|Birth: ||Apr. 15, 1754|
|Death: ||Sep. 7, 1839|
The lineage of Benjamin Stephens is shrouded in mystery. His mother was Blessing Stephens, daughter of William & Sarah Stephens of Orange county, Virginia. Her father died there in 1767.
Blessing became the second wife of Stephen Smith on July 4, 1773 when Benjamin was 19. Court documents show that Smith & his two brothers were also known by the last name of Noblet. The day before their marriage Blessing & Stephen entered into a more or less equal contract where in each agreed to respect one another's property and to manage and dispose of it as each saw fit. Stephen Smith was 58 and Blessing was about 20 years younger than he. Many efforts have been made to determine Smith's exact relation to Benjamin Stephens. None have been successful. Speculation is not helpful.
Benjamin married Dorothy Jemima Waller in 1775. They lived on a hilltop near the home of Stephen & Blessing Smith on Riga Run, about one mile north of Orange Springs in Orange county, Virginia.

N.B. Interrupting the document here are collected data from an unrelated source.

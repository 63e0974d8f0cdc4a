use axum::{
    extract::{Path, State},
    http::StatusCode,
    Json,
};
use uuid::Uuid;
use validator::Validate;

use crate::api::errors::ApiError;
use crate::api::guards::CurrentStaff;
use crate::api::validation::{
    ensure_submittable, normalize_answer, normalize_options, normalize_question_text,
};
use crate::core::state::AppState;
use crate::core::time::primitive_now_utc;
use crate::db::models::{Question, User};
use crate::db::types::{HistoryAction, QuestionStatus, UserRole};
use crate::repositories;
use crate::repositories::questions::{CreateQuestion, UpdateContent};
use crate::schemas::question::{QuestionCreate, QuestionResponse, QuestionUpdate};
use crate::services::content_hash;
use crate::services::workflow::{WorkflowAction, WorkflowState};

use super::super::helpers;

const DUPLICATE_MESSAGE: &str = "A question with the same text already exists";

pub(in crate::api::questions) async fn create_question(
    CurrentStaff(user): CurrentStaff,
    State(state): State<AppState>,
    Json(payload): Json<QuestionCreate>,
) -> Result<(StatusCode, Json<QuestionResponse>), ApiError> {
    if !matches!(user.role, UserRole::Gatherer | UserRole::Admin) {
        return Err(ApiError::forbidden("Only gatherers can create questions"));
    }
    payload.validate()?;

    let question_text = normalize_question_text(&payload.question_text)?;
    let options = normalize_options(payload.question_type, payload.options)?;
    let correct_answer = normalize_answer(payload.question_type, payload.correct_answer.as_deref());
    if payload.submit {
        ensure_submittable(payload.question_type, &options, correct_answer.as_deref())?;
    }
    helpers::check_classification(
        state.db(),
        payload.exam_id.as_deref(),
        payload.subject_id.as_deref(),
        payload.topic_id.as_deref(),
    )
    .await?;

    let question_id = Uuid::new_v4().to_string();
    let hash = content_hash::hash(question_text);
    let now = primitive_now_utc();

    let mut tx = state
        .db()
        .begin()
        .await
        .map_err(|e| ApiError::internal(e, "Failed to start transaction"))?;

    let duplicate = repositories::questions::find_duplicate(&mut *tx, &hash, None)
        .await
        .map_err(|e| ApiError::internal(e, "Failed to check for duplicates"))?;
    if duplicate.is_some() {
        return Err(ApiError::Conflict(DUPLICATE_MESSAGE.to_string()));
    }

    repositories::questions::create(
        &mut *tx,
        CreateQuestion {
            id: &question_id,
            question_text,
            question_type: payload.question_type,
            options,
            correct_answer: correct_answer.as_deref(),
            explanation: None,
            exam_id: payload.exam_id.as_deref(),
            subject_id: payload.subject_id.as_deref(),
            topic_id: payload.topic_id.as_deref(),
            status: QuestionStatus::PendingGatherer,
            review_stage: None,
            original_question_id: None,
            created_by: &user.id,
            content_hash: &hash,
            now,
        },
    )
    .await
    .map_err(|e| {
        if helpers::is_unique_violation(&e) {
            ApiError::Conflict(DUPLICATE_MESSAGE.to_string())
        } else {
            ApiError::internal(e, "Failed to create question")
        }
    })?;

    repositories::question_history::append(
        &mut *tx,
        repositories::question_history::CreateEntry {
            question_id: &question_id,
            action: HistoryAction::Created,
            performed_by: &user.id,
            from_status: None,
            to_status: Some(QuestionStatus::PendingGatherer),
            note: None,
            created_at: now,
        },
    )
    .await
    .map_err(|e| ApiError::internal(e, "Failed to record question history"))?;

    let submitted = if payload.submit {
        let question = repositories::questions::lock_for_update(&mut *tx, &question_id)
            .await
            .map_err(|e| ApiError::internal(e, "Failed to lock question"))?
            .ok_or_else(|| ApiError::not_found("Question not found"))?;
        let transition = helpers::plan(&user, &question, WorkflowAction::Submit)?;
        helpers::persist(&mut tx, &user, &question, WorkflowAction::Submit, &transition, None)
            .await?;
        Some(transition)
    } else {
        None
    };

    helpers::commit(tx).await?;

    tracing::info!(
        user_id = %user.id,
        question_id = %question_id,
        action = "question_create",
        "Question created"
    );
    if let Some(transition) = submitted {
        helpers::record(&user, &question_id, WorkflowAction::Submit, &transition);
    }

    let question = helpers::fetch_question(state.db(), &question_id).await?;
    Ok((StatusCode::CREATED, Json(QuestionResponse::build(question, user.role)?)))
}

/// Authors edit drafts and rejected questions, processors edit what they are
/// reviewing, admins edit anything.
fn ensure_editable(user: &User, question: &Question) -> Result<(), ApiError> {
    let state = WorkflowState::from_parts(question.status, question.review_stage)?;
    let allowed = match user.role {
        UserRole::Admin => true,
        UserRole::Processor => matches!(state, WorkflowState::AwaitingProcessor(_)),
        UserRole::Gatherer | UserRole::Creator if question.created_by == user.id => {
            if !matches!(state, WorkflowState::Draft | WorkflowState::Rejected) {
                return Err(ApiError::Conflict(
                    "Question can only be edited while in draft or rejected".to_string(),
                ));
            }
            true
        }
        _ => false,
    };

    if allowed {
        Ok(())
    } else {
        Err(ApiError::forbidden("Not allowed to edit this question"))
    }
}

pub(in crate::api::questions) async fn update_question(
    Path(question_id): Path<String>,
    CurrentStaff(user): CurrentStaff,
    State(state): State<AppState>,
    Json(payload): Json<QuestionUpdate>,
) -> Result<Json<QuestionResponse>, ApiError> {
    payload.validate()?;

    let (mut tx, question) = helpers::begin_locked(&state, &question_id).await?;
    helpers::ensure_visible(&user, &question)?;
    ensure_editable(&user, &question)?;

    let reclassified =
        payload.exam_id.is_some() || payload.subject_id.is_some() || payload.topic_id.is_some();
    if question.is_variant && reclassified {
        return Err(ApiError::BadRequest(
            "Variants inherit exam, subject and topic from their original".to_string(),
        ));
    }

    let question_type = payload.question_type.unwrap_or(question.question_type);
    let options = match payload.options {
        Some(options) => Some(normalize_options(question_type, options)?),
        None if question_type != question.question_type => {
            Some(normalize_options(question_type, question.options.0.clone())?)
        }
        None => None,
    };
    let correct_answer = normalize_answer(question_type, payload.correct_answer.as_deref());

    if reclassified {
        helpers::check_classification(
            state.db(),
            payload.exam_id.as_deref().or(question.exam_id.as_deref()),
            payload.subject_id.as_deref().or(question.subject_id.as_deref()),
            payload.topic_id.as_deref().or(question.topic_id.as_deref()),
        )
        .await?;
    }

    let question_text = payload
        .question_text
        .as_deref()
        .map(normalize_question_text)
        .transpose()?;
    let hash = question_text.map(content_hash::hash);
    if let Some(hash) = hash.as_deref().filter(|_| !question.is_variant) {
        let duplicate =
            repositories::questions::find_duplicate(&mut *tx, hash, Some(&question.id))
                .await
                .map_err(|e| ApiError::internal(e, "Failed to check for duplicates"))?;
        if duplicate.is_some() {
            return Err(ApiError::Conflict(DUPLICATE_MESSAGE.to_string()));
        }
    }

    let now = primitive_now_utc();
    repositories::questions::update_content(
        &mut *tx,
        &question.id,
        UpdateContent {
            question_text: question_text.map(str::to_string),
            question_type: payload.question_type,
            options,
            correct_answer,
            exam_id: payload.exam_id,
            subject_id: payload.subject_id,
            topic_id: payload.topic_id,
            content_hash: hash,
            updated_at: now,
        },
    )
    .await
    .map_err(|e| {
        if helpers::is_unique_violation(&e) {
            ApiError::Conflict(DUPLICATE_MESSAGE.to_string())
        } else {
            ApiError::internal(e, "Failed to update question")
        }
    })?;

    repositories::question_history::append(
        &mut *tx,
        repositories::question_history::CreateEntry {
            question_id: &question.id,
            action: HistoryAction::Edited,
            performed_by: &user.id,
            from_status: Some(question.status),
            to_status: Some(question.status),
            note: None,
            created_at: now,
        },
    )
    .await
    .map_err(|e| ApiError::internal(e, "Failed to record question history"))?;

    helpers::commit(tx).await?;

    tracing::info!(
        user_id = %user.id,
        question_id = %question.id,
        action = "question_edit",
        "Question edited"
    );

    let updated = helpers::fetch_question(state.db(), &question.id).await?;
    Ok(Json(QuestionResponse::build(updated, user.role)?))
}

pub(in crate::api::questions) async fn submit_question(
    Path(question_id): Path<String>,
    CurrentStaff(user): CurrentStaff,
    State(state): State<AppState>,
) -> Result<Json<QuestionResponse>, ApiError> {
    let (mut tx, question) = helpers::begin_locked(&state, &question_id).await?;
    helpers::ensure_visible(&user, &question)?;

    let transition = helpers::plan(&user, &question, WorkflowAction::Submit)?;
    ensure_submittable(
        question.question_type,
        &question.options.0,
        question.correct_answer.as_deref(),
    )?;
    helpers::persist(&mut tx, &user, &question, WorkflowAction::Submit, &transition, None).await?;
    helpers::commit(tx).await?;
    helpers::record(&user, &question.id, WorkflowAction::Submit, &transition);

    let submitted = helpers::fetch_question(state.db(), &question.id).await?;
    Ok(Json(QuestionResponse::build(submitted, user.role)?))
}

In 1779 the legislature of Virginia appointed Dr. Thomas Walker & Daniel Smith to join with Richard Henderson & William Bailey Smith of North Carolina to draw the boundary of the territories of Kentucky & Tennessee westward. The two components parted in dispute & Walker ran the line to the Tennessee River. The boundary deflected 17 miles north of true & there was much ado about this for many years. Benjamin Stephens was appointed as a guard for this expedition & disappeared into the wilderness, leaving his wife with 3 or 4 little sons. It was a bitterly cold winter, and a ruptured endeavor. It is not known how long he stayed on the job. (We know that in September 1757, two individuals, Stephen Smith & Stephen I.K. Smith of Orange County were employed to survey a road past Pine Stake Church to the Spotsylvania line. It is not altogether surprising to see than Benjamin Stephens was appointed to serve with the Walker party. His step-father was a surveyor.

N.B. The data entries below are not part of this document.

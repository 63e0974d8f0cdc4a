use serde::Deserialize;

use crate::db::types::QuestionType;

#[derive(Debug, Deserialize)]
pub(super) struct ListQuestionsQuery {
    /// Comma separated statuses, e.g. `pending_processor,rejected`.
    #[serde(default)]
    pub(super) status: Option<String>,
    #[serde(default)]
    #[serde(alias = "examId")]
    pub(super) exam_id: Option<String>,
    #[serde(default)]
    #[serde(alias = "subjectId")]
    pub(super) subject_id: Option<String>,
    #[serde(default)]
    #[serde(alias = "topicId")]
    pub(super) topic_id: Option<String>,
    #[serde(default)]
    #[serde(alias = "questionType")]
    pub(super) question_type: Option<QuestionType>,
    #[serde(default)]
    pub(super) flagged: Option<bool>,
    #[serde(default)]
    #[serde(alias = "isVariant")]
    pub(super) is_variant: Option<bool>,
    #[serde(default)]
    pub(super) search: Option<String>,
    #[serde(default)]
    pub(super) skip: i64,
    #[serde(default = "crate::api::pagination::default_limit")]
    pub(super) limit: i64,
}

#[derive(Debug, Deserialize)]
pub(super) struct QueueQuery {
    #[serde(default)]
    pub(super) skip: i64,
    #[serde(default = "crate::api::pagination::default_limit")]
    pub(super) limit: i64,
}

Meanwhile, there was a migration from Orange & Spotsylvania to South Carolina & Georgia. Two of Dorothy Stephens' brothers, John Waller & Leonard James Mourning Waller were Baptist preachers who joined a group of impressive size. The intent was to tame & settle this section of the new nation. The Wallers, Nelsons & others left Virginia about 1793. Four sons of Benjamin & Dorothy Stephens followed within a few years: Richard Stephens, Waller Stephens, Edmund Waller Stephens, & Benjamin Stephens, Jr.

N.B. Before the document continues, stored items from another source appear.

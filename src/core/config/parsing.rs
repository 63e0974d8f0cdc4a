use std::env;

use super::types::{ConfigError, Environment};

const DEFAULT_CORS_ORIGINS: &[&str] =
    &["http://localhost:5173", "http://localhost:3000", "http://localhost:8080"];

pub(super) fn env_optional(key: &str) -> Option<String> {
    env::var(key).ok().map(|value| value.trim().to_string()).filter(|value| !value.is_empty())
}

pub(super) fn env_or_default(key: &str, default: &str) -> String {
    env_optional(key).unwrap_or_else(|| default.to_string())
}

pub(super) fn parse_u16(field: &'static str, value: String) -> Result<u16, ConfigError> {
    value.parse::<u16>().map_err(|_| ConfigError::InvalidValue { field, value })
}

pub(super) fn parse_u32(field: &'static str, value: String) -> Result<u32, ConfigError> {
    value.parse::<u32>().map_err(|_| ConfigError::InvalidValue { field, value })
}

pub(super) fn parse_u64(field: &'static str, value: String) -> Result<u64, ConfigError> {
    value.parse::<u64>().map_err(|_| ConfigError::InvalidValue { field, value })
}

pub(super) fn parse_cors_origins(value: Option<String>) -> Result<Vec<String>, ConfigError> {
    let Some(raw) = value else {
        return Ok(default_cors_origins());
    };

    if raw.trim().is_empty() {
        return Ok(default_cors_origins());
    }

    if raw.trim_start().starts_with('[') {
        let parsed: Vec<String> =
            serde_json::from_str(&raw).map_err(|_| ConfigError::InvalidCors(raw.clone()))?;
        if parsed.is_empty() {
            return Ok(default_cors_origins());
        }
        return Ok(parsed);
    }

    let items: Vec<String> = raw
        .split(',')
        .map(|item| item.trim().to_string())
        .filter(|item| !item.is_empty())
        .collect();

    if items.is_empty() {
        return Ok(default_cors_origins());
    }

    Ok(items)
}

pub(super) fn parse_bool(value: &str) -> bool {
    matches!(value, "1" | "true" | "TRUE" | "yes" | "YES" | "on" | "ON")
}

pub(super) fn parse_environment(value: Option<String>) -> Environment {
    match value.as_deref().map(|item| item.to_lowercase()) {
        Some(ref val) if val == "production" || val == "prod" => Environment::Production,
        Some(ref val) if val == "staging" => Environment::Staging,
        Some(ref val) if val == "test" || val == "testing" => Environment::Test,
        _ => Environment::Development,
    }
}

fn default_cors_origins() -> Vec<String> {
    DEFAULT_CORS_ORIGINS.iter().map(|item| item.to_string()).collect()
}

Most of what is known about this period was told by a Stephens slave, Aunt Milly. Shortly after the younger Benjamin & his wife Agnes Nelson Stephens arrived in South Carolina there was what Milly termed "serious trouble". Benjamin, Sr. & and his youngest son, Leonard, went south on the Great National Road to "bring them out." The nature of the trouble has never been determined, but it is known that Agnes Robinson Stephens, wife of Edmund Waller Stephens died there. It is also known that members of the first group of settlers suffered for years from a disease similar to malaria.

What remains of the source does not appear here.